Remember that unlogged batches for multiple partitions are deprecated since Cassandra 2.1.6 ([1], [4], [5])? With the table above it should be clear that one can just forget this “unlogged” thing. Hopefully at some point it will be completely removed from CQL and drivers.

Rant: Improve the docs!

An issue today (01/2016) is that blog posts and documentation often only talk about multi partition batches (without making this explicit).

E.g. the CQL commands reference for BATCH [14] explains all the bad things around BATCHes and talks about logged and unlogged. Unfortunately it does not make clear how important it is if the batch targets a single or multiple partitions.
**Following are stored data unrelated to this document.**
//! Pure reducer
//!
//! 所有状态变更走这里。乐观更新与服务端确认复用同一组 Action，
//! reducer 本身不区分两者。

use shared::models::{OrderStatus, TableStatus};

use super::action::Action;
use super::state::StoreState;

/// Apply one action to the state
pub fn reduce(state: &mut StoreState, action: Action) {
    match action {
        Action::ProductsLoaded(products) => state.products = products,
        Action::SuppliersLoaded(suppliers) => state.suppliers = suppliers,
        Action::TablesLoaded(tables) => state.tables = tables,
        Action::OrdersLoaded(orders) => state.orders = orders,
        Action::StockLogsLoaded(logs) => state.stock_logs = logs,

        Action::StockAdjusted(log) => {
            apply_stock_log(state, &log);
            state.stock_logs.insert(0, log);
        }

        Action::StockLogConfirmed {
            provisional_id,
            log,
        } => {
            apply_stock_log(state, &log);
            match state.stock_logs.iter_mut().find(|l| l.id == provisional_id) {
                Some(slot) => *slot = log,
                None => state.stock_logs.insert(0, log),
            }
        }

        Action::OrderPlaced { order, logs } => {
            if let Some(table) = state.tables.iter_mut().find(|t| t.id == order.table_id) {
                table.status = TableStatus::Scanned;
                table.current_order_id = Some(order.id.clone());
            }
            for log in logs {
                apply_stock_log(state, &log);
                state.stock_logs.insert(0, log);
            }
            state.orders.insert(0, order);
        }

        Action::OrderConfirmed { order_no, order } => {
            match state.orders.iter_mut().find(|o| o.order_no == order_no) {
                Some(slot) => {
                    // The provisional id changes; keep the table pointing at
                    // the confirmed order.
                    if let Some(table) = state
                        .tables
                        .iter_mut()
                        .find(|t| t.current_order_id.as_deref() == Some(slot.id.as_str()))
                    {
                        table.current_order_id = Some(order.id.clone());
                    }
                    *slot = order;
                }
                None => state.orders.insert(0, order),
            }
        }

        Action::TableStatusChanged { table_id, status } => {
            if let Some(table) = state.tables.iter_mut().find(|t| t.id == table_id) {
                table.status = status;
                if status == TableStatus::Available {
                    table.current_order_id = None;
                }
            }
        }

        Action::OrderStatusChanged { order_id, status } => {
            let table_id = state
                .orders
                .iter_mut()
                .find(|o| o.id == order_id)
                .map(|order| {
                    order.status = status;
                    order.table_id.clone()
                });
            if status == OrderStatus::Cancelled
                && let Some(table_id) = table_id
                && let Some(table) = state.tables.iter_mut().find(|t| t.id == table_id)
            {
                table.status = TableStatus::Available;
                table.current_order_id = None;
            }
        }

        Action::ProductUpserted(product) => {
            match state.products.iter_mut().find(|p| p.id == product.id) {
                Some(slot) => *slot = product,
                None => state.products.push(product),
            }
        }

        Action::SupplierAdded(supplier) => state.suppliers.push(supplier),

        Action::MarkedStale => state.stale = true,
        Action::Reconciled => state.stale = false,
    }
}

/// Snap the product's stock to the log's post-movement value
fn apply_stock_log(state: &mut StoreState, log: &shared::models::StockLog) {
    if let Some(product) = state.products.iter_mut().find(|p| p.id == log.product_id) {
        product.stock = log.current_stock;
    }
}

#[cfg(test)]
mod tests {
    use shared::models::{
        DiningTable, Order, OrderItem, OrderType, Product, StockLog, StockLogType,
    };

    use super::*;

    fn product(id: &str, stock: i32) -> Product {
        Product {
            id: id.into(),
            name: format!("Product {id}"),
            price: 10.0,
            cost_price: Some(4.0),
            category_id: "cat-1".into(),
            image: None,
            stock,
            min_stock: Some(5),
            unit: "份".into(),
            sales_mode: None,
            is_on_shelf: true,
            supplier_id: None,
            barcode: None,
            description: None,
        }
    }

    fn table(id: &str) -> DiningTable {
        DiningTable {
            id: id.into(),
            name: "A1".into(),
            status: TableStatus::Available,
            capacity: 4,
            area: None,
            current_order_id: None,
            sort_order: 0,
        }
    }

    fn order(id: &str, order_no: &str, table_id: &str) -> Order {
        Order {
            id: id.into(),
            order_no: order_no.into(),
            table_id: table_id.into(),
            user_id: None,
            items: vec![OrderItem {
                id: format!("{id}-item"),
                order_id: id.into(),
                product_id: "p1".into(),
                name: "Product p1".into(),
                price: 10.0,
                cost_price: Some(4.0),
                image: None,
                unit: "份".into(),
                quantity: 3,
                subtotal: 30.0,
            }],
            total: 30.0,
            total_cost: Some(12.0),
            discount: None,
            status: OrderStatus::Pending,
            payment_method: None,
            paid_at: None,
            timestamp: 1_700_000_000_000,
            order_type: OrderType::DineIn,
            notes: None,
            operator_id: None,
        }
    }

    fn out_sale_log(id: &str, product_id: &str, before: i32, requested: i32) -> StockLog {
        let current = (before - requested).max(0);
        StockLog {
            id: id.into(),
            product_id: product_id.into(),
            product_name: format!("Product {product_id}"),
            log_type: StockLogType::OutSale,
            delta: current - before,
            before_stock: before,
            current_stock: current,
            cost_price: Some(4.0),
            operator: "system".into(),
            timestamp: 1_700_000_000_000,
            note: None,
            reference_no: Some("ORD-1".into()),
        }
    }

    #[test]
    fn optimistic_placement_updates_order_table_and_stock() {
        let mut state = StoreState {
            products: vec![product("p1", 20)],
            tables: vec![table("t1")],
            ..Default::default()
        };

        reduce(
            &mut state,
            Action::OrderPlaced {
                order: order("local-1", "ORD-1", "t1"),
                logs: vec![out_sale_log("local-log-1", "p1", 20, 3)],
            },
        );

        assert_eq!(state.orders.len(), 1);
        assert_eq!(state.orders[0].order_no, "ORD-1");
        assert_eq!(state.tables[0].status, TableStatus::Scanned);
        assert_eq!(state.tables[0].current_order_id.as_deref(), Some("local-1"));
        assert_eq!(state.products[0].stock, 17);
        assert_eq!(state.stock_logs.len(), 1);
        assert_eq!(state.stock_logs[0].delta, -3);
    }

    #[test]
    fn placement_clamps_stock_at_zero() {
        let mut state = StoreState {
            products: vec![product("p1", 2)],
            tables: vec![table("t1")],
            ..Default::default()
        };

        reduce(
            &mut state,
            Action::OrderPlaced {
                order: order("local-1", "ORD-1", "t1"),
                logs: vec![out_sale_log("local-log-1", "p1", 2, 5)],
            },
        );

        assert_eq!(state.products[0].stock, 0);
        assert_eq!(state.stock_logs[0].delta, -2);
    }

    #[test]
    fn confirmation_swaps_provisional_order_and_repoints_table() {
        let mut state = StoreState {
            products: vec![product("p1", 20)],
            tables: vec![table("t1")],
            ..Default::default()
        };
        reduce(
            &mut state,
            Action::OrderPlaced {
                order: order("local-1", "ORD-1", "t1"),
                logs: vec![],
            },
        );

        reduce(
            &mut state,
            Action::OrderConfirmed {
                order_no: "ORD-1".into(),
                order: order("srv-9", "ORD-1", "t1"),
            },
        );

        assert_eq!(state.orders.len(), 1);
        assert_eq!(state.orders[0].id, "srv-9");
        assert_eq!(state.tables[0].current_order_id.as_deref(), Some("srv-9"));
    }

    #[test]
    fn available_clears_current_order() {
        let mut state = StoreState {
            tables: vec![DiningTable {
                status: TableStatus::Paid,
                current_order_id: Some("o1".into()),
                ..table("t1")
            }],
            ..Default::default()
        };

        reduce(
            &mut state,
            Action::TableStatusChanged {
                table_id: "t1".into(),
                status: TableStatus::Available,
            },
        );

        assert_eq!(state.tables[0].status, TableStatus::Available);
        assert!(state.tables[0].current_order_id.is_none());
    }

    #[test]
    fn cancelling_an_order_frees_its_table() {
        let mut state = StoreState {
            tables: vec![DiningTable {
                status: TableStatus::Scanned,
                current_order_id: Some("o1".into()),
                ..table("t1")
            }],
            orders: vec![order("o1", "ORD-1", "t1")],
            ..Default::default()
        };

        reduce(
            &mut state,
            Action::OrderStatusChanged {
                order_id: "o1".into(),
                status: OrderStatus::Cancelled,
            },
        );

        assert_eq!(state.orders[0].status, OrderStatus::Cancelled);
        assert_eq!(state.tables[0].status, TableStatus::Available);
        assert!(state.tables[0].current_order_id.is_none());
    }

    #[test]
    fn reconciliation_replaces_collections_and_clears_stale() {
        let mut state = StoreState {
            products: vec![product("p1", 20)],
            tables: vec![table("t1")],
            ..Default::default()
        };
        // Optimistic update that the server will reject
        reduce(
            &mut state,
            Action::OrderPlaced {
                order: order("local-1", "ORD-1", "t1"),
                logs: vec![out_sale_log("local-log-1", "p1", 20, 3)],
            },
        );
        reduce(&mut state, Action::MarkedStale);
        assert!(state.stale);

        // Full refetch: the server never saw the order
        reduce(&mut state, Action::ProductsLoaded(vec![product("p1", 20)]));
        reduce(&mut state, Action::TablesLoaded(vec![table("t1")]));
        reduce(&mut state, Action::OrdersLoaded(vec![]));
        reduce(&mut state, Action::StockLogsLoaded(vec![]));
        reduce(&mut state, Action::Reconciled);

        assert!(!state.stale);
        assert!(state.orders.is_empty());
        assert_eq!(state.products[0].stock, 20);
        assert_eq!(state.tables[0].status, TableStatus::Available);
    }

    #[test]
    fn stock_log_confirmation_swaps_the_provisional_entry() {
        let mut state = StoreState {
            products: vec![product("p1", 20)],
            ..Default::default()
        };
        let mut provisional = out_sale_log("local-log-1", "p1", 20, 3);
        provisional.log_type = StockLogType::Adjustment;
        reduce(&mut state, Action::StockAdjusted(provisional));

        let mut confirmed = out_sale_log("srv-log-1", "p1", 20, 3);
        confirmed.log_type = StockLogType::Adjustment;
        reduce(
            &mut state,
            Action::StockLogConfirmed {
                provisional_id: "local-log-1".into(),
                log: confirmed,
            },
        );

        assert_eq!(state.stock_logs.len(), 1);
        assert_eq!(state.stock_logs[0].id, "srv-log-1");
        assert_eq!(state.products[0].stock, 17);
    }
}
//! Analytics Repository (报表聚合)
//!
//! 营收口径：只统计 COMPLETED 订单。时间戳为毫秒，
//! 日分桶用 `strftime(..., timestamp/1000, 'unixepoch')` 按 UTC 切。

use super::RepoResult;
use chrono::{Duration, TimeZone, Utc};
use shared::client::{CategorySales, DashboardStats, DayComparison, SalesSummary, StockValue, TopProduct};
use sqlx::SqlitePool;

/// 日销售汇总 (GET /api/analytics/sales-summary)
pub async fn sales_summary(
    pool: &SqlitePool,
    start_ts: Option<i64>,
    end_ts: Option<i64>,
) -> RepoResult<Vec<SalesSummary>> {
    let mut qb = sqlx::QueryBuilder::new(
        "SELECT strftime('%Y-%m-%d', timestamp/1000, 'unixepoch') AS date, COUNT(*) AS orders, COALESCE(SUM(total), 0) AS gross, COALESCE(SUM(total - COALESCE(total_cost, 0)), 0) AS profit FROM orders WHERE status = 'COMPLETED'",
    );
    if let Some(start_ts) = start_ts {
        qb.push(" AND timestamp >= ").push_bind(start_ts);
    }
    if let Some(end_ts) = end_ts {
        qb.push(" AND timestamp <= ").push_bind(end_ts);
    }
    qb.push(" GROUP BY date ORDER BY date");

    let rows: Vec<(String, i64, f64, f64)> = qb.build_query_as().fetch_all(pool).await?;
    Ok(rows
        .into_iter()
        .map(|(date, orders, gross, profit)| SalesSummary {
            date,
            orders,
            gross,
            profit,
        })
        .collect())
}

async fn range_totals(pool: &SqlitePool, start_ts: i64, end_ts: i64) -> RepoResult<(f64, i64, f64)> {
    let (revenue, orders, profit): (f64, i64, f64) = sqlx::query_as(
        "SELECT COALESCE(SUM(total), 0.0), COUNT(*), COALESCE(SUM(total - COALESCE(total_cost, 0)), 0.0) FROM orders WHERE status = 'COMPLETED' AND timestamp >= ?1 AND timestamp < ?2",
    )
    .bind(start_ts)
    .bind(end_ts)
    .fetch_one(pool)
    .await?;
    Ok((revenue, orders, profit))
}

/// 今日 vs 昨日 (GET /api/analytics/dashboard)
pub async fn dashboard(pool: &SqlitePool) -> RepoResult<DashboardStats> {
    let today_start = Utc
        .from_utc_datetime(&Utc::now().date_naive().and_time(chrono::NaiveTime::MIN))
        .timestamp_millis();
    let yesterday_start = today_start - Duration::days(1).num_milliseconds();
    let tomorrow_start = today_start + Duration::days(1).num_milliseconds();

    let (today_revenue, today_orders, today_profit) =
        range_totals(pool, today_start, tomorrow_start).await?;
    let (y_revenue, y_orders, y_profit) =
        range_totals(pool, yesterday_start, today_start).await?;

    let average_order_value = if today_orders > 0 {
        today_revenue / today_orders as f64
    } else {
        0.0
    };

    Ok(DashboardStats {
        today_revenue,
        today_orders,
        today_profit,
        average_order_value,
        compared_to_yesterday: DayComparison {
            revenue: today_revenue - y_revenue,
            orders: today_orders - y_orders,
            profit: today_profit - y_profit,
        },
    })
}

/// 销量排行 (GET /api/analytics/top-products)
pub async fn top_products(
    pool: &SqlitePool,
    limit: i64,
    start_ts: Option<i64>,
    end_ts: Option<i64>,
) -> RepoResult<Vec<TopProduct>> {
    let mut qb = sqlx::QueryBuilder::new(
        "SELECT oi.product_id, oi.name, SUM(oi.quantity) AS quantity, COALESCE(SUM(oi.subtotal), 0) AS revenue FROM order_items oi JOIN orders o ON o.id = oi.order_id WHERE o.status = 'COMPLETED'",
    );
    if let Some(start_ts) = start_ts {
        qb.push(" AND o.timestamp >= ").push_bind(start_ts);
    }
    if let Some(end_ts) = end_ts {
        qb.push(" AND o.timestamp <= ").push_bind(end_ts);
    }
    qb.push(" GROUP BY oi.product_id, oi.name ORDER BY quantity DESC LIMIT ")
        .push_bind(limit.clamp(1, 100));

    let rows: Vec<(String, String, i64, f64)> = qb.build_query_as().fetch_all(pool).await?;
    Ok(rows
        .into_iter()
        .map(|(product_id, name, quantity, revenue)| TopProduct {
            product_id,
            name,
            quantity,
            revenue,
        })
        .collect())
}

/// 分类销售额 (GET /api/analytics/category-sales)
///
/// 通过商品表关联分类；软删除的商品仍计入历史销售。
pub async fn category_sales(
    pool: &SqlitePool,
    start_ts: Option<i64>,
    end_ts: Option<i64>,
) -> RepoResult<Vec<CategorySales>> {
    let mut qb = sqlx::QueryBuilder::new(
        "SELECT c.id, c.name, COALESCE(SUM(oi.subtotal), 0) AS revenue, COUNT(DISTINCT o.id) AS orders FROM order_items oi JOIN orders o ON o.id = oi.order_id JOIN products p ON p.id = oi.product_id JOIN categories c ON c.id = p.category_id WHERE o.status = 'COMPLETED'",
    );
    if let Some(start_ts) = start_ts {
        qb.push(" AND o.timestamp >= ").push_bind(start_ts);
    }
    if let Some(end_ts) = end_ts {
        qb.push(" AND o.timestamp <= ").push_bind(end_ts);
    }
    qb.push(" GROUP BY c.id, c.name ORDER BY revenue DESC");

    let rows: Vec<(String, String, f64, i64)> = qb.build_query_as().fetch_all(pool).await?;
    Ok(rows
        .into_iter()
        .map(|(category_id, name, revenue, orders)| CategorySales {
            category_id,
            name,
            revenue,
            orders,
        })
        .collect())
}

/// 在售库存价值 (GET /api/inventory/value)
pub async fn stock_value(pool: &SqlitePool) -> RepoResult<StockValue> {
    let (total_value, total_cost, item_count): (f64, f64, i64) = sqlx::query_as(
        "SELECT COALESCE(SUM(stock * price), 0), COALESCE(SUM(stock * COALESCE(cost_price, 0)), 0), COUNT(*) FROM products WHERE is_deleted = 0 AND is_on_shelf = 1",
    )
    .fetch_one(pool)
    .await?;
    Ok(StockValue {
        total_value,
        total_cost,
        item_count,
    })
}
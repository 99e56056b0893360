//! System User Repository (后台操作员账号)

use super::{RepoError, RepoResult};
use shared::models::{SystemUser, UserRole};
use sqlx::SqlitePool;

const COLS: &str = "id, username, password_hash, name, phone, role, avatar, is_active, last_login";

pub async fn find_by_username(pool: &SqlitePool, username: &str) -> RepoResult<Option<SystemUser>> {
    let row = sqlx::query_as::<_, SystemUser>(&format!(
        "SELECT {COLS} FROM system_users WHERE username = ?"
    ))
    .bind(username)
    .fetch_optional(pool)
    .await?;
    Ok(row)
}

pub async fn find_by_id(pool: &SqlitePool, id: &str) -> RepoResult<Option<SystemUser>> {
    let row = sqlx::query_as::<_, SystemUser>(&format!(
        "SELECT {COLS} FROM system_users WHERE id = ?"
    ))
    .bind(id)
    .fetch_optional(pool)
    .await?;
    Ok(row)
}

pub async fn create(
    pool: &SqlitePool,
    username: &str,
    password_hash: &str,
    name: &str,
    phone: Option<&str>,
    role: UserRole,
) -> RepoResult<SystemUser> {
    if find_by_username(pool, username).await?.is_some() {
        return Err(RepoError::Duplicate(format!(
            "Username already taken: {username}"
        )));
    }

    let id = shared::util::new_id();
    let now = chrono::Utc::now().to_rfc3339();

    sqlx::query(
        "INSERT INTO system_users (id, username, password_hash, name, phone, role, is_active, created_at) VALUES (?1, ?2, ?3, ?4, ?5, ?6, 1, ?7)",
    )
    .bind(&id)
    .bind(username)
    .bind(password_hash)
    .bind(name)
    .bind(phone)
    .bind(role)
    .bind(&now)
    .execute(pool)
    .await?;

    find_by_id(pool, &id)
        .await?
        .ok_or_else(|| RepoError::Database("Failed to create user".into()))
}

pub async fn update_password(pool: &SqlitePool, id: &str, password_hash: &str) -> RepoResult<()> {
    let result = sqlx::query("UPDATE system_users SET password_hash = ?1 WHERE id = ?2")
        .bind(password_hash)
        .bind(id)
        .execute(pool)
        .await?;

    if result.rows_affected() == 0 {
        return Err(RepoError::NotFound(format!("User {id}")));
    }
    Ok(())
}

pub async fn touch_last_login(pool: &SqlitePool, id: &str) -> RepoResult<()> {
    let now = chrono::Utc::now().to_rfc3339();
    sqlx::query("UPDATE system_users SET last_login = ?1 WHERE id = ?2")
        .bind(now)
        .bind(id)
        .execute(pool)
        .await?;
    Ok(())
}

#[cfg(test)]
mod tests {
    use super::*;
    use crate::db::repository::test_support::test_pool;

    #[tokio::test]
    async fn create_then_find_by_username() {
        let pool = test_pool().await;
        let u = create(&pool, "cashier1", "hash", "Cashier One", None, UserRole::Cashier)
            .await
            .unwrap();
        assert!(u.is_active);
        assert_eq!(u.role, UserRole::Cashier);

        let found = find_by_username(&pool, "cashier1").await.unwrap().unwrap();
        assert_eq!(found.id, u.id);
    }

    #[tokio::test]
    async fn duplicate_username_rejected() {
        let pool = test_pool().await;
        create(&pool, "dup", "hash", "First", None, UserRole::Staff)
            .await
            .unwrap();
        assert!(matches!(
            create(&pool, "dup", "hash", "Second", None, UserRole::Staff).await,
            Err(RepoError::Duplicate(_))
        ));
    }

    #[tokio::test]
    async fn password_update_rewrites_hash() {
        let pool = test_pool().await;
        let u = create(&pool, "u1", "old-hash", "U1", None, UserRole::Staff)
            .await
            .unwrap();
        update_password(&pool, &u.id, "new-hash").await.unwrap();
        let found = find_by_id(&pool, &u.id).await.unwrap().unwrap();
        assert_eq!(found.password_hash, "new-hash");
    }
}
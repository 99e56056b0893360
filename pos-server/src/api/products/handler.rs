//! Product API Handlers

use axum::{
    Json,
    extract::{Path, State},
};
use shared::client::{OkResponse, StockAdjustRequest};
use shared::models::{Product, ProductCreate, ProductUpdate, StockLog, StockLogCreate};

use crate::auth::CurrentUser;
use crate::core::ServerState;
use crate::db::repository::{product, stock_log};
use crate::utils::{AppError, AppResult};

/// GET /api/products - 获取所有商品
pub async fn list(State(state): State<ServerState>) -> AppResult<Json<Vec<Product>>> {
    Ok(Json(product::find_all(state.pool()).await?))
}

/// GET /api/products/{id} - 获取单个商品
pub async fn get_by_id(
    State(state): State<ServerState>,
    Path(id): Path<String>,
) -> AppResult<Json<Product>> {
    let p = product::find_by_id(state.pool(), &id)
        .await?
        .ok_or_else(|| AppError::not_found(format!("Product {id}")))?;
    Ok(Json(p))
}

/// POST /api/products - 创建商品
pub async fn create(
    State(state): State<ServerState>,
    Json(payload): Json<ProductCreate>,
) -> AppResult<Json<Product>> {
    if payload.name.trim().is_empty() {
        return Err(AppError::validation("name is required"));
    }
    Ok(Json(product::create(state.pool(), payload).await?))
}

/// PUT /api/products/{id} - 更新商品
pub async fn update(
    State(state): State<ServerState>,
    Path(id): Path<String>,
    Json(payload): Json<ProductUpdate>,
) -> AppResult<Json<Product>> {
    Ok(Json(product::update(state.pool(), &id, payload).await?))
}

/// DELETE /api/products/{id} - 删除商品 (软删除)
pub async fn delete(
    State(state): State<ServerState>,
    Path(id): Path<String>,
) -> AppResult<Json<OkResponse>> {
    product::delete(state.pool(), &id).await?;
    Ok(Json(OkResponse { ok: true }))
}

/// POST /api/products/{id}/stock - 库存调整 (追加流水)
pub async fn adjust_stock(
    State(state): State<ServerState>,
    current: CurrentUser,
    Path(id): Path<String>,
    Json(payload): Json<StockAdjustRequest>,
) -> AppResult<Json<StockLog>> {
    let log = stock_log::apply(
        state.pool(),
        StockLogCreate {
            product_id: id,
            log_type: payload.log_type,
            delta: payload.delta,
            operator: current.name,
            note: payload.note,
            reference_no: None,
        },
    )
    .await?;
    Ok(Json(log))
}
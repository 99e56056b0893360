//! Authentication Module
//!
//! JWT + Argon2 认证体系：
//! - [`JwtService`] 签发/验证访问令牌与刷新令牌
//! - [`RevokedTokens`] 进程内注销黑名单 (logout)
//! - [`require_auth`] Axum 中间件
//! - [`permissions_for_role`] 角色 → 权限映射

pub mod extractor;
pub mod jwt;
pub mod middleware;
pub mod password;
pub mod permissions;

pub use extractor::CurrentUser;
pub use jwt::{Claims, JwtConfig, JwtError, JwtService, TOKEN_TYPE_ACCESS, TOKEN_TYPE_REFRESH};
pub use middleware::require_auth;
pub use password::{hash_password, verify_password};
pub use permissions::permissions_for_role;

use dashmap::DashSet;

/// 已注销令牌集合
///
/// JWT 本身无状态，logout 通过进程内黑名单使令牌立即失效。
/// 条目随进程重启消失，与令牌的自然过期时间一致即可。
#[derive(Debug, Default)]
pub struct RevokedTokens {
    tokens: DashSet<String>,
}

impl RevokedTokens {
    pub fn new() -> Self {
        Self {
            tokens: DashSet::new(),
        }
    }

    /// 注销一个令牌，返回是否为首次注销
    pub fn revoke(&self, token: &str) -> bool {
        self.tokens.insert(token.to_string())
    }

    pub fn is_revoked(&self, token: &str) -> bool {
        self.tokens.contains(token)
    }
}
//! Inventory API 模块

mod handler;

use axum::{Router, routing::get};

use crate::core::ServerState;

pub fn router() -> Router<ServerState> {
    Router::new().nest("/api/inventory", routes())
}

fn routes() -> Router<ServerState> {
    Router::new()
        .route("/logs", get(handler::list_logs).post(handler::create_log))
        .route("/low-stock", get(handler::low_stock))
        .route("/value", get(handler::stock_value))
}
Today it only says ”However, transactional row updates within a partition key are isolated: clients cannot read a partial update.”. Nothing more about single partition batches.

The same holds true for the “Using and misusing batches” section [1] in the CQL docs. There you can read

Batches place a burden on the coordinator for both logged and unlogged batches.

True for multi partition batches, wrong for single partition batches.

Another example is the javadoc for the java driver’s BatchStatement.Type [15]. There LOGGED is documented with

A logged batch: Cassandra will first write the batch to its distributed batch log to ensure the atomicity of the batch (atomicity meaning that if any statement in the batch succeeds, all will eventually succeed).

And for UNLOGGED you read

A batch that doesn’t use Cassandra’s distributed batch log. Such batch are not guaranteed to be atomic.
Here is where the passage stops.